A rough mock-up of our play space

For the purposes of this guide, we will supply the 3D models required. If you want to learn more about 3D modelling, see The Complete Blender Creator.

Lean Game Production

We will be practicing lean game production. This means that we will be trying to minimise waste caused by mistakes by getting a basic version of our game working as soon as possible. We will continually focus on getting our game into a playable state, on a real target device, so that we can get player feedback.

We will organise our workflow so that it is easy to make changes later. That way, we can keep iterating our design until it’s just right. We don’t really know what’s going to work until we see emotion on a player’s face, and anything getting in the way of that happening is “fat” in the production process that we need to cut out.

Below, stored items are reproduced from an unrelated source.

//! Keyword heuristics assigning a source type and topic labels to each article.

use crate::models::SourceType;

/// Label attached when no topic keyword matches.
pub const GENERAL_TOPIC: &str = "General";

const RESEARCH_DOMAINS: &[&str] = &[
    "pubmed",
    "ncbi",
    "frontiersin",
    "mdpi",
    "springer",
    "wiley",
    "biomedcentral",
];

const PREPRINT_DOMAINS: &[&str] = &["arxiv", "biorxiv"];

const INDUSTRY_DOMAINS: &[&str] = &[
    "dvm360",
    "veterinarypracticenews",
    "avma",
    "todaysveterinary",
    "vin.com",
];

/// Topic label → keywords, checked in this order.
pub const TOPIC_KEYWORDS: &[(&str, &[&str])] = &[
    (
        "Diagnostic Imaging",
        &[
            "radiology",
            "radiograph",
            "ultrasound",
            "imaging",
            "x-ray",
            "ct scan",
            "mri",
            "diagnostic imaging",
        ],
    ),
    (
        "Clinical Decision Support",
        &[
            "diagnosis",
            "clinical decision",
            "differential",
            "prognosis",
            "treatment recommendation",
            "decision support",
        ],
    ),
    (
        "Practice Management",
        &[
            "practice management",
            "workflow",
            "scheduling",
            "billing",
            "client communication",
            "efficiency",
            "automation",
        ],
    ),
    (
        "Pathology & Lab",
        &[
            "pathology",
            "cytology",
            "histology",
            "laboratory",
            "blood work",
            "urinalysis",
            "lab results",
        ],
    ),
    (
        "Telemedicine",
        &["telemedicine", "telehealth", "remote", "virtual consult", "teleconsult"],
    ),
    (
        "Livestock & Production",
        &["livestock", "cattle", "poultry", "swine", "dairy", "production animal", "farm", "herd"],
    ),
    (
        "Research & Academia",
        &[
            "study",
            "research",
            "university",
            "published",
            "journal",
            "peer-reviewed",
            "clinical trial",
        ],
    ),
    (
        "Startups & Industry",
        &["startup", "company", "launch", "funding", "venture", "product", "platform", "announces"],
    ),
];

fn contains_any(haystack: &str, needles: &[&str]) -> bool {
    needles.iter().any(|n| haystack.contains(n))
}

/// Source type from url and title. Research, preprint and industry rules are
/// tried in that order; the first hit wins.
pub fn categorize(url: &str, title: &str) -> SourceType {
    let u = url.to_lowercase();
    let t = title.to_lowercase();

    if contains_any(&u, RESEARCH_DOMAINS) {
        SourceType::Research
    } else if contains_any(&u, PREPRINT_DOMAINS) || t.contains("preprint") {
        SourceType::Preprint
    } else if contains_any(&u, INDUSTRY_DOMAINS) {
        SourceType::Industry
    } else {
        SourceType::News
    }
}

/// Topic labels whose keywords occur in the title or snippet. Never empty.
pub fn detect_topics(title: &str, snippet: &str) -> Vec<String> {
    let text = format!("{} {}", title, snippet).to_lowercase();

    let topics: Vec<String> = TOPIC_KEYWORDS
        .iter()
        .filter(|(_, keywords)| contains_any(&text, keywords))
        .map(|(topic, _)| topic.to_string())
        .collect();

    if topics.is_empty() {
        vec![GENERAL_TOPIC.to_string()]
    } else {
        topics
    }
}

Shipping means getting the product out into the wider world for feedback. It’s scary, but it’s vital. Seth Godin has done a lot of great work which will help you combat any “resistance” to shipping.

Getting the Ball Rolling

In this section we will create our first “scene”. A scene is a collection of assets such as models, sound, etc. Some games use one scene per level; other times, everything can be done in one scene. In our case, we will start off with a single scene.

Create a Game Scene

To get your scene set up, and your board imported, follow these steps:

  1. Create a new 3D project as described above.
  2. Save your first scene immediately as Game by clicking File > Save.
  3. Download the Maze01.fbx model. Import it into your Assets folder as below:image13Right-click in Assets tab to bring up this menu
  4. Drag this model from your Assets to your Hierarchy to create an instance of this model in your Scene.image29How to drag the model into your scene / hierarchy
  5. Congratulations – you have imported your first 3D model in Unity.

About Hierarchy and Scene

The hierarchy is simply a text representation of everything in this scene. So the Game.unity scene contains a Main Camera, Directional Light and Maze01 3D model.

A Ball With Physics

The maze play space is very basic right now, and that’s fine. It’s what we call a placeholder asset. The biggest thing stopping this game being fun right now is the lack of ball, and the inability to tilt the play space. Add a ball as follows:

  1. Open your project, or download ours.
  2. Click GameObject > 3D Object > Sphere to add a sphere to the scene. Re-name the Sphere to Ball, either by clicking it twice slowly in the Hierarchy, or by renaming at the top of the Inspector and hitting enter.
  3. Move the Ball to (0, 0.6, 0) by setting the Transform values in the inspector. We will make the ball look prettier later.image07Re-naming, and setting the transform position of a game object
  4. Add a Rigidbody to the Sphere by clicking the Add Component button at the bottom of the inspector, and choosing Physics > Rigidbody. This will make the physics engine control the sphere.image06Adding a component to a game object in Unity
  5. Select the Main Camera in the Hierarchy, and Position it at (12, 10, -10). Set the Rotation to (40, -50, 0).
  6. Play the game and notice that the ball falls through the floor. This is because the Maze01 game object does not a have a “collider” required for it to act like a solid object.

    About Play and Play Mode Tint

    When you click the Play button, certain windows in the editor are tinted a different color. Any changes made in these windows are not applied while in Play mode. Be sure to click the Play button again before making changes you wish to save.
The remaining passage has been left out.